# [Exercise]
Work out how many lines of the records hold the string "math", and reply with that number alone.

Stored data
*****

//! Momentum Core - Core types and utilities for the Momentum movement core
//!
//! This crate provides the foundational pieces shared by the other crates:
//! - Vector math helpers (re-exported glam types plus plane projection)
//! - A fixed-step simulation clock
//! - A deferred-event scheduler polled once per tick

pub mod math;
pub mod schedule;
pub mod time;

pub use glam::{Quat, Vec2, Vec3};
pub use schedule::Scheduler;
pub use time::{GameTime, TimeConfig, TimeConfigError};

*****

# [Exercise solution]
2